It's a bit more difficult at times to support your customers when times are tough. We have chosen to honor the contracts. We will, and we have been modifying our contracts to allow us greater flexibility to meet such dramatic changes as we have coped with this year. On the knee side-

Martin Court
Chief Commercial Officer, Victrex

Any disturbance of any industry space that we're trying to get into is, you know, potentially an opportunity. It's a bit early, we're not far enough through the trial now to be ready to do anything very timely. I actually think it's more a warning for us to say, make sure that you do the trial properly, because the last thing we want is a recall on something as radically different as ours. If that happens in three years' time, then that will be a very nice opportunity for us to provide a sound alternative. We just don't have enough evidence yet. Really, yeah, to get to enough. Yeah. We need to do a broader trial than what we've got at the moment. Yeah.

Jakob Sigurðsson
CEO, Victrex

If you could introduce yourself when you make the question, that would help the callers on the line as well, please.

Adrien Tamagno
Equity Research Analyst, Berenberg

Hi. Thank you. Good morning. It's Adrien Tamagno from Berenberg. I have two, please. First on the Value Added R eseller volume comment, can you please maybe help us understand what are the current trends that you see on the demand front, with slowdown in Europe and maybe the prospects for reopening in China? Secondly, on the gross margin bridge, you've showed a 7.8% improvement from operational efficiency.

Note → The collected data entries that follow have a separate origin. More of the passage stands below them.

use crate::Result;
use crate::format::{models::MetricImportFile, validator::MetricFileValidator};
use crate::traits::RecordSink;
use chrono::NaiveDate;
use std::path::Path;

#[derive(Debug, Clone, PartialEq, Eq)]
pub struct ImportOutcome {
    pub records_read: usize,
    pub records_written: usize,
    pub warnings: Vec<String>,
}

pub async fn load_file(path: &Path) -> Result<MetricImportFile> {
    let json_content = tokio::fs::read_to_string(path).await?;
    Ok(serde_json::from_str(&json_content)?)
}

/// Validates the file against the athlete's profile and hands it to the sink.
pub async fn import_file(
    file: &MetricImportFile,
    sink: &dyn RecordSink,
    today: NaiveDate,
) -> Result<ImportOutcome> {
    let athlete_sport = sink.athlete_sport(file.athlete_id).await?;

    let report = MetricFileValidator::validate(file, athlete_sport, today)?;
    report.log_warnings();

    let requests: Vec<_> = file.records.iter().map(|r| r.to_request()).collect();
    let records_written = sink.write(file.athlete_id, &requests).await?;

    tracing::info!(
        athlete_id = %file.athlete_id,
        source = %file.source,
        records = requests.len(),
        records_written,
        "Import processed"
    );

    Ok(ImportOutcome {
        records_read: requests.len(),
        records_written,
        warnings: report.warnings,
    })
}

How should we think about this for next year as the inventory build up might mean there could be more debottlenecking to come next year? Thank you.

Jakob Sigurðsson
CEO, Victrex

You wanna start with the gross margin bit, Ian?

Ian Melling
CFO, Victrex

Sure, yeah. I don't, you know, I don't think we can expect to see the level of improvement we've seen this year going in 2022 going into 2023. Clearly we saw a big efficiency benefit. Some of that was in our monomer production as well as our polymer production. We do have some shutdown time planned for the current year, so I wouldn't expect to see the same benefit year-over-year going into FY 2023. We'll then there will be some buildup ahead of a shutdown towards the end of the year as well. I think it's much more balanced going into FY 2023 as opposed to a big improvement in FY 2022.

Jakob Sigurðsson
CEO, Victrex

Sort of on the key volume assumptions, Adrien, and we clearly look at some of the published data, obviously, that I've been referring to throughout my presentation, mixed with our market intelligence as it relates to new product launches and/or product discontinuations. If you look at it at a high level, you know, we are anticipating a recession in Europe, and we're in recession in the U.S. actually. I think we are as well, and I think that's the increasingly sort of adopted view that we might see a recession in the U.S. although I think in general the talk there is about a relatively mild one. The question then is always about the duration of those.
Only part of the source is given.